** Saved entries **
————
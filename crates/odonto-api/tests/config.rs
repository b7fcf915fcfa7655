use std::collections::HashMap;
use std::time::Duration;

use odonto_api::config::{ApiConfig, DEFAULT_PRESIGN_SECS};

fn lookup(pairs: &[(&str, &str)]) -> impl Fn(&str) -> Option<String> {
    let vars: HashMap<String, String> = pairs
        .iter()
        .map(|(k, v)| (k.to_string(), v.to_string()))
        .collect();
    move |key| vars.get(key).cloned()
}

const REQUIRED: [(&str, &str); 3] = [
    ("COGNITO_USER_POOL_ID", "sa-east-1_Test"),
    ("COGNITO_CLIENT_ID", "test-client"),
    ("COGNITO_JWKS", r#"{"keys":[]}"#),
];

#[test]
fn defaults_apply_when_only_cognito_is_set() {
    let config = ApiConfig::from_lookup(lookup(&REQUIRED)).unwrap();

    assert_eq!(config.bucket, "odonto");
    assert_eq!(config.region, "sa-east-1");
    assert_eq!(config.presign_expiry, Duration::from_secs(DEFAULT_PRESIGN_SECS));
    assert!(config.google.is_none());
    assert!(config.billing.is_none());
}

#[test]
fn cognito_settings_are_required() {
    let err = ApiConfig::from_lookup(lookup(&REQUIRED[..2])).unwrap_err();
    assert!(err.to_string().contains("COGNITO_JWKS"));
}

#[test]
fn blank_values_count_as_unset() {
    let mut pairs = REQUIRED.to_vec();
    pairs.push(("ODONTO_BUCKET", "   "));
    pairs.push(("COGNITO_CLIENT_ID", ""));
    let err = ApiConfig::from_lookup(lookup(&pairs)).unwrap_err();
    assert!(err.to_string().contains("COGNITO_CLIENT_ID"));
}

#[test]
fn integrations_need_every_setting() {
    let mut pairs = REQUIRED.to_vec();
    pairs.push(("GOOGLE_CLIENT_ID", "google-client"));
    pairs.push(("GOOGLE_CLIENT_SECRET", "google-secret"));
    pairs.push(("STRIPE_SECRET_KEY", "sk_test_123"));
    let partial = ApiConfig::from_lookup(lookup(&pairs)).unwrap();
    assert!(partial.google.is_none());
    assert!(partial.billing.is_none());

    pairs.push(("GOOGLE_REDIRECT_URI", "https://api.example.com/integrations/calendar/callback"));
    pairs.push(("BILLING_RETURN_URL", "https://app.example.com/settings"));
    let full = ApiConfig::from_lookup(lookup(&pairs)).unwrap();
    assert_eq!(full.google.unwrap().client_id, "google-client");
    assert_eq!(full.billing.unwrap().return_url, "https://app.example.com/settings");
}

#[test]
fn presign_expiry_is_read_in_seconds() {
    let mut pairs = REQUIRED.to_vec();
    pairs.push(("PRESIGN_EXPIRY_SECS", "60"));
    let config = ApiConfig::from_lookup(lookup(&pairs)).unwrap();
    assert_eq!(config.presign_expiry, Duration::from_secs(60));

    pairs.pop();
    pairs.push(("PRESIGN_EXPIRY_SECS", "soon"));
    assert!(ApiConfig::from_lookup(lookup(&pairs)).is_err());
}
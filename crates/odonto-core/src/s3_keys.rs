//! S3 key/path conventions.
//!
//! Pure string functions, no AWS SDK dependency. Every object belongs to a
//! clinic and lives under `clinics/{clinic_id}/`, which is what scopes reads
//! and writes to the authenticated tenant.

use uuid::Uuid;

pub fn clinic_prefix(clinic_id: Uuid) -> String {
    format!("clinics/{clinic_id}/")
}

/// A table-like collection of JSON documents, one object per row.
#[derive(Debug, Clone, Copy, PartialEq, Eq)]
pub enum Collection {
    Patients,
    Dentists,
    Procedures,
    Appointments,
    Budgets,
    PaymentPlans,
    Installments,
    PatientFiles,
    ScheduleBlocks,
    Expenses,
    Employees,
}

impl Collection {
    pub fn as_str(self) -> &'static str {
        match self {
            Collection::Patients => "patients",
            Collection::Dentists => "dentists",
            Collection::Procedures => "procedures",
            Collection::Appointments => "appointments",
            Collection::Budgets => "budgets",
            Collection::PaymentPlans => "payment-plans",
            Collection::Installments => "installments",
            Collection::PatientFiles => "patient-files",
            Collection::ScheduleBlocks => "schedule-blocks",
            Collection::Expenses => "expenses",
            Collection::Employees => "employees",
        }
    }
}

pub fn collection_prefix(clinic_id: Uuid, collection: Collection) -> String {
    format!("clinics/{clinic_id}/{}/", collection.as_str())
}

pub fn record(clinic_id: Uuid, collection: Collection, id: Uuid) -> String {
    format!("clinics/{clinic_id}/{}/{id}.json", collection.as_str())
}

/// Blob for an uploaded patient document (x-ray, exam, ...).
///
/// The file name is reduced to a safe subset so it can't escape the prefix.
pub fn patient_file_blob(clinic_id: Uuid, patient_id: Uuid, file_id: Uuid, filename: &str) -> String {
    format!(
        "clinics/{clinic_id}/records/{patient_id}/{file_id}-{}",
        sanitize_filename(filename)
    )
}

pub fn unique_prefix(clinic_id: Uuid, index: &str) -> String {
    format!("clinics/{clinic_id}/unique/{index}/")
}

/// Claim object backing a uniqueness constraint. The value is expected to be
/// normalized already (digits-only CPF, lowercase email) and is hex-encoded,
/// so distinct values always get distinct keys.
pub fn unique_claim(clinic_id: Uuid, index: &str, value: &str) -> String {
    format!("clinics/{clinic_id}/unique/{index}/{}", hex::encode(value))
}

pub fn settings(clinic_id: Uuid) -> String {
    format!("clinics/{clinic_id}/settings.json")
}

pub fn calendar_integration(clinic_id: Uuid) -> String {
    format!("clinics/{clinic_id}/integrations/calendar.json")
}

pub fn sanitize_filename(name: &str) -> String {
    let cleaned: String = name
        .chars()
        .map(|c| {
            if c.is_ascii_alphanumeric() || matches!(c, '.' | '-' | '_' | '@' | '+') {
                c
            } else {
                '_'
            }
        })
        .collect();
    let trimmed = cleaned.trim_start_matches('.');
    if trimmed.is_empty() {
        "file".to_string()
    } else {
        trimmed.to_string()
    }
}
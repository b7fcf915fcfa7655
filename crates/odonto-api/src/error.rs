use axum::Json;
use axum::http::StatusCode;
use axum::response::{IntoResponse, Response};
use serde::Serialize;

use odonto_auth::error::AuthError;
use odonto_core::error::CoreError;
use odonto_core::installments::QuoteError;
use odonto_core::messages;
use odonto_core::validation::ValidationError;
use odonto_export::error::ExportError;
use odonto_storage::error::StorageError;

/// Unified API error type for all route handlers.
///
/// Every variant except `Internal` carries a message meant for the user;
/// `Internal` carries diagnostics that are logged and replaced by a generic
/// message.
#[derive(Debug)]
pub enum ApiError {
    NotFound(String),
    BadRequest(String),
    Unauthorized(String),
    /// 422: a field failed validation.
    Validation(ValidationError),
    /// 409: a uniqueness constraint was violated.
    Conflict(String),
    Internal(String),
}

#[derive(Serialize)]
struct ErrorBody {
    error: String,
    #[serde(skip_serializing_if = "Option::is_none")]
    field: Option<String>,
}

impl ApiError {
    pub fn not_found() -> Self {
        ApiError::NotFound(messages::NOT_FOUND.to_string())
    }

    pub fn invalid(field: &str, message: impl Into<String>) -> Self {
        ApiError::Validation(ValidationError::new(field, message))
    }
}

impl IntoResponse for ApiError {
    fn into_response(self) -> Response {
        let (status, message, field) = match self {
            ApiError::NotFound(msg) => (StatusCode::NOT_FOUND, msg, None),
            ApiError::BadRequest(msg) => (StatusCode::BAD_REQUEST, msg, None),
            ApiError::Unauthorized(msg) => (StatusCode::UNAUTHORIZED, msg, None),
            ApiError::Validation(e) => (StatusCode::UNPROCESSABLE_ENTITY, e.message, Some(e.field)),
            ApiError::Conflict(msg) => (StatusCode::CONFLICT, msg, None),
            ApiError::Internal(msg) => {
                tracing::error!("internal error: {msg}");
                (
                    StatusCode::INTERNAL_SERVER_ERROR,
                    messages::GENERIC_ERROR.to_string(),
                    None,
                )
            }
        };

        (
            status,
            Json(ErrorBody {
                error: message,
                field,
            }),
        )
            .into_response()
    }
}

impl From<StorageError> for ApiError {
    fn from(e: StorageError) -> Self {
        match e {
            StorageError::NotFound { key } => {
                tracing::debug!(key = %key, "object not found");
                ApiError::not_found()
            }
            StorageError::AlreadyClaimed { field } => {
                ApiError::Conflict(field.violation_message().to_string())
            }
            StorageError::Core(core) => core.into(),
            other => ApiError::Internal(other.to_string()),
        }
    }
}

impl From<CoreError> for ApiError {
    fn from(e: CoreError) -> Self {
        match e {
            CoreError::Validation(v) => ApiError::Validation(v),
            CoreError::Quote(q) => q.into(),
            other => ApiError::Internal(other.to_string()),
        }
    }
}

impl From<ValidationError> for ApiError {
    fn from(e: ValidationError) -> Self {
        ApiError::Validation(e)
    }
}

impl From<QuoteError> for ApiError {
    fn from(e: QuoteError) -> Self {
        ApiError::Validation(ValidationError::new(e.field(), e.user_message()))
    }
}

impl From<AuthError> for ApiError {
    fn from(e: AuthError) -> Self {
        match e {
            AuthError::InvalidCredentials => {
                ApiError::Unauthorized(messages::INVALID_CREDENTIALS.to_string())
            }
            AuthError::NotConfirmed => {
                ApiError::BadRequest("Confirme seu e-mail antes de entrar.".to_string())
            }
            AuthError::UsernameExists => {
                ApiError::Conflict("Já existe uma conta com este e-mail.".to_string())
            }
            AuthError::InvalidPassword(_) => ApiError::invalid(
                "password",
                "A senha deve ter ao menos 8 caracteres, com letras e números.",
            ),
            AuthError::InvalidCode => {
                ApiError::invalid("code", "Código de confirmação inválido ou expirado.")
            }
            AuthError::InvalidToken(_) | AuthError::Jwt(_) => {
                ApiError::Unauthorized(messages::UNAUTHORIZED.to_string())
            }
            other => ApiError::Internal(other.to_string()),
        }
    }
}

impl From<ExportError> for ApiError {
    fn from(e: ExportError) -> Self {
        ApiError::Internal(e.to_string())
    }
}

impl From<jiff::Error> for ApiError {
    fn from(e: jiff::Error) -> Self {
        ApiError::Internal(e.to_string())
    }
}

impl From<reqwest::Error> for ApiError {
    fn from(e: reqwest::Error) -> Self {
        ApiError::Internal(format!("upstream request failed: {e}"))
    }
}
————
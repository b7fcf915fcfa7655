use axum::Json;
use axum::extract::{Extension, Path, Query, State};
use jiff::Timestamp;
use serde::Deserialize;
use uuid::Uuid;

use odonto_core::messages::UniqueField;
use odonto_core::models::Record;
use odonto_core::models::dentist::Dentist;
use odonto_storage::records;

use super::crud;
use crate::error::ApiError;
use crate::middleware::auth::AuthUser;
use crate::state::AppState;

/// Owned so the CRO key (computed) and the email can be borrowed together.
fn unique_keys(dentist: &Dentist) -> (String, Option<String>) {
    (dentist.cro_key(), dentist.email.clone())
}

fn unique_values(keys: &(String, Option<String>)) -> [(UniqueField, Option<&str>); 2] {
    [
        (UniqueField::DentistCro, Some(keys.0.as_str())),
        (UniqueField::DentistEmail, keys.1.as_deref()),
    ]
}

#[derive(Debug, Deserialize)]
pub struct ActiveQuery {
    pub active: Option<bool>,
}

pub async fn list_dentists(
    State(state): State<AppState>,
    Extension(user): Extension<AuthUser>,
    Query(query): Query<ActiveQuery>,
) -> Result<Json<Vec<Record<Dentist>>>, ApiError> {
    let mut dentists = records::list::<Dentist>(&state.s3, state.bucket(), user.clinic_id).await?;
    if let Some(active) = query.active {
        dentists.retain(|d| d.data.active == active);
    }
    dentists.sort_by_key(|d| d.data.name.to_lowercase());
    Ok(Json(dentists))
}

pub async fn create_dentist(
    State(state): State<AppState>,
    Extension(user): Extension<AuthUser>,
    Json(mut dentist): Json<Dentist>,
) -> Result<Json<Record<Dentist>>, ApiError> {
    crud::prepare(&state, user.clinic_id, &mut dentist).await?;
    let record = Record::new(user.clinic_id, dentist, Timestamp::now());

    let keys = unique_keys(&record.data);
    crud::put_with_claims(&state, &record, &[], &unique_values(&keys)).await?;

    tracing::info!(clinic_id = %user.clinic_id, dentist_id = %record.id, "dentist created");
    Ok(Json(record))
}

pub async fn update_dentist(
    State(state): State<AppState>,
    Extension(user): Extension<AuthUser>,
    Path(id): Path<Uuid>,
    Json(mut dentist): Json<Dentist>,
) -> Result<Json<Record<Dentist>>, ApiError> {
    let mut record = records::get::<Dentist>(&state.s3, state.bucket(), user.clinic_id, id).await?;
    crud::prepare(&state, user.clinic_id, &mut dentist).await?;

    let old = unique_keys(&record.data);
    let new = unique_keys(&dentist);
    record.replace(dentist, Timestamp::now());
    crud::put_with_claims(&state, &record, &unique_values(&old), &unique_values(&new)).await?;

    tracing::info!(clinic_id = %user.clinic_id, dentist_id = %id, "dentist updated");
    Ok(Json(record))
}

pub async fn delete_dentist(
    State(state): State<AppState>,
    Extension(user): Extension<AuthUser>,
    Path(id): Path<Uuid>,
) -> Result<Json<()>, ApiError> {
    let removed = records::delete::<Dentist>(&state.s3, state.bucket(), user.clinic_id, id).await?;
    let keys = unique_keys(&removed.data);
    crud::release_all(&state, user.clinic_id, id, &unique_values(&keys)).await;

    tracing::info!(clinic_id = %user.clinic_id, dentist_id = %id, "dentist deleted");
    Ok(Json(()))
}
————
** Problem to solve **
Take every line from the data above that holds "push" and copy it out.

** Output **
    pairs.push(("ODONTO_BUCKET", "   "));
    pairs.push(("COGNITO_CLIENT_ID", ""));
    pairs.push(("GOOGLE_CLIENT_ID", "google-client"));
    pairs.push(("GOOGLE_CLIENT_SECRET", "google-secret"));
    pairs.push(("STRIPE_SECRET_KEY", "sk_test_123"));
    pairs.push(("GOOGLE_REDIRECT_URI", "https://api.example.com/integrations/calendar/callback"));
    pairs.push(("BILLING_RETURN_URL", "https://app.example.com/settings"));
    pairs.push(("PRESIGN_EXPIRY_SECS", "60"));
    pairs.push(("PRESIGN_EXPIRY_SECS", "soon"));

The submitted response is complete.